Strip GPS location, camera info, and timestamps from your photos before sharing. On-device. Nothing uploaded. Free at fwip.app.

Drop your photos into fwip’s EXIF remover. It strips GPS coordinates, camera model, lens info, timestamps, software data, and all other embedded metadata. Your cleaned photos download instantly. Nothing is uploaded. No one sees your location data.

How to do it

  1. Open fwip’s Remove EXIF Data tool.
  2. Drop your photos in. Works with JPG, PNG, TIFF, and WebP.
  3. Hit Remove EXIF.
  4. Download your clean photos.

The images look identical. The hidden data is gone.

Why this matters

Every photo your phone takes embeds metadata: GPS coordinates (often accurate to a few metres), the exact date and time, your phone model, camera settings, and sometimes your name. When you post a photo online, this data can go with it.

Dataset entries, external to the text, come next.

//! Abstraction layers for external dependencies
//!
//! This module provides trait-based abstractions for the docker daemon and
//! the docker-compose CLI to enable better testing and dependency injection.

pub mod lifecycle;
pub mod runtime;

pub use lifecycle::{ComposeLifecycle, LifecycleCall, OneOffCommand, RecordingLifecycle};
pub use runtime::{
    ContainerFilter, ContainerObservation, ContainerRuntime, MockContainerRuntime,
    COMPOSE_SERVICE_LABEL,
};
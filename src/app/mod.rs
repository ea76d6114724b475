//! Application module
//!
//! Process-level concerns of the binary:
//! - Application configuration from the command line
//! - Logging setup
//! - Runtime initialization (`.env`, Ctrl-C)
//! - Fatal error reporting

pub mod config;
pub mod error_handling;
pub mod logging;
pub mod runtime;

pub use config::AppConfig;
pub use error_handling::{exit_code_for, handle_fatal_error};
pub use logging::init_logging;
pub use runtime::{initialize_app, install_interrupt_handler};
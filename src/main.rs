use airflow_compose::app::{handle_fatal_error, initialize_app, install_interrupt_handler, AppConfig};
use airflow_compose::cli::{execute_command, Cli};
use clap::Parser;
use tracing::debug;

#[tokio::main]
async fn main() {
    let cli = Cli::parse();

    let app = match AppConfig::new(cli.verbose) {
        Ok(app) => app.with_poll_timeout(cli.poll_timeout),
        Err(e) => handle_fatal_error(e, cli.verbose),
    };

    initialize_app(&app);
    install_interrupt_handler(app.cancel.clone());

    debug!("Running {:?} in {}", cli.command, app.working_dir.display());

    match execute_command(cli.command, &app).await {
        Ok(0) => {}
        Ok(code) => std::process::exit(code),
        Err(e) => handle_fatal_error(e, app.verbose),
    }
}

Most social platforms strip EXIF data on upload — but not all do. Email attachments don’t. Cloud sharing links often don’t. If you’re sharing photos of your home, your kids, or anywhere you’d rather not broadcast your exact location, stripping EXIF first takes two seconds and costs nothing.

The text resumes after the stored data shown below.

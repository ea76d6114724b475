use async_trait::async_trait;
use std::sync::{Arc, Mutex};
use std::time::Duration;

use super::error::ProcessError;
use super::runner::{ExitStatus, ProcessCommand, ProcessOutput, ProcessRunner, ProcessStream};

/// Scripted [`ProcessRunner`] for tests.
///
/// Expectations are matched in registration order. An expectation limited
/// with [`MockCommandConfig::times`] stops matching once used up, so
/// registering several of them for the same command scripts a sequence of
/// responses.
#[derive(Clone)]
pub struct MockProcessRunner {
    expectations: Arc<Mutex<Vec<MockExpectation>>>,
    call_history: Arc<Mutex<Vec<ProcessCommand>>>,
}

struct MockExpectation {
    program: String,
    #[allow(clippy::type_complexity)]
    args_matcher: Option<Box<dyn Fn(&[String]) -> bool + Send + Sync>>,
    response: ProcessOutput,
    times_called: usize,
    expected_times: Option<usize>,
}

impl MockExpectation {
    fn matches(&self, command: &ProcessCommand) -> bool {
        if self.program != command.program {
            return false;
        }
        if let Some(limit) = self.expected_times {
            if self.times_called >= limit {
                return false;
            }
        }
        match self.args_matcher {
            Some(ref matcher) => matcher(&command.args),
            None => true,
        }
    }
}

pub struct MockCommandConfig {
    runner: MockProcessRunner,
    expectation: MockExpectation,
}

impl MockProcessRunner {
    pub fn new() -> Self {
        Self {
            expectations: Arc::new(Mutex::new(Vec::new())),
            call_history: Arc::new(Mutex::new(Vec::new())),
        }
    }

    pub fn expect_command(&mut self, program: &str) -> MockCommandConfig {
        MockCommandConfig {
            runner: self.clone(),
            expectation: MockExpectation {
                program: program.to_string(),
                args_matcher: None,
                response: ProcessOutput {
                    status: ExitStatus::Success,
                    stdout: String::new(),
                    stderr: String::new(),
                    duration: Duration::from_millis(10),
                },
                times_called: 0,
                expected_times: None,
            },
        }
    }

    pub fn verify_called(&self, program: &str, times: usize) -> bool {
        let history = self.call_history.lock().unwrap();
        let count = history.iter().filter(|cmd| cmd.program == program).count();
        count == times
    }

    pub fn get_call_history(&self) -> Vec<ProcessCommand> {
        self.call_history.lock().unwrap().clone()
    }

    pub fn reset(&mut self) {
        self.expectations.lock().unwrap().clear();
        self.call_history.lock().unwrap().clear();
    }

    fn respond(&self, command: &ProcessCommand) -> Result<ProcessOutput, ProcessError> {
        self.call_history.lock().unwrap().push(command.clone());

        let mut expectations = self.expectations.lock().unwrap();
        match expectations.iter_mut().find(|e| e.matches(command)) {
            Some(expectation) => {
                expectation.times_called += 1;
                Ok(expectation.response.clone())
            }
            None => Err(ProcessError::MockExpectationNotMet(format!(
                "No expectation found for command: {} {:?}",
                command.program, command.args
            ))),
        }
    }
}

#[async_trait]
impl ProcessRunner for MockProcessRunner {
    async fn run(&self, command: ProcessCommand) -> Result<ProcessOutput, ProcessError> {
        self.respond(&command)
    }

    async fn run_streaming(&self, command: ProcessCommand) -> Result<ProcessStream, ProcessError> {
        let output = self.respond(&command)?;

        let stdout: Vec<_> = output.stdout.lines().map(|l| Ok(l.to_string())).collect();
        let stderr: Vec<_> = output.stderr.lines().map(|l| Ok(l.to_string())).collect();
        let status = output.status;

        Ok(ProcessStream {
            stdout: Box::pin(futures::stream::iter(stdout)),
            stderr: Box::pin(futures::stream::iter(stderr)),
            status: Box::pin(async move { Ok(status) }),
        })
    }
}

impl MockCommandConfig {
    pub fn with_args<F>(mut self, matcher: F) -> Self
    where
        F: Fn(&[String]) -> bool + Send + Sync + 'static,
    {
        self.expectation.args_matcher = Some(Box::new(matcher));
        self
    }

    pub fn returns_stdout(mut self, stdout: &str) -> Self {
        self.expectation.response.stdout = stdout.to_string();
        self
    }

    pub fn returns_stderr(mut self, stderr: &str) -> Self {
        self.expectation.response.stderr = stderr.to_string();
        self
    }

    pub fn returns_exit_code(mut self, code: i32) -> Self {
        self.expectation.response.status = if code == 0 {
            ExitStatus::Success
        } else {
            ExitStatus::Error(code)
        };
        self
    }

    pub fn returns_success(mut self) -> Self {
        self.expectation.response.status = ExitStatus::Success;
        self
    }

    pub fn times(mut self, n: usize) -> Self {
        self.expectation.expected_times = Some(n);
        self
    }

    pub fn finish(self) {
        self.runner
            .expectations
            .lock()
            .unwrap()
            .push(self.expectation);
    }
}

impl Default for MockProcessRunner {
    fn default() -> Self {
        Self::new()
    }
}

Frequently asked questions

What EXIF data is in my photos? GPS coordinates (latitude/longitude), altitude, date and time taken, camera make and model, lens info, focal length, aperture, shutter speed, ISO, software used for editing, colour profile, and sometimes your name.

Do social media platforms remove EXIF data? Most do — Facebook, Instagram, Twitter/X, and TikTok strip EXIF on upload. But not all services do. LinkedIn, some forums, email, cloud sharing links, and many websites preserve the original metadata.

Can someone find my home from a photo? If GPS data is embedded and not stripped, yes. The coordinates can be accurate to within a few metres. Photos taken at home over time establish a pattern.

Does removing EXIF data change the photo? No. The image itself is untouched. Only the invisible metadata is removed.

Can I batch remove EXIF data? Yes — drop multiple files in the browser. Desktop app handles entire folders.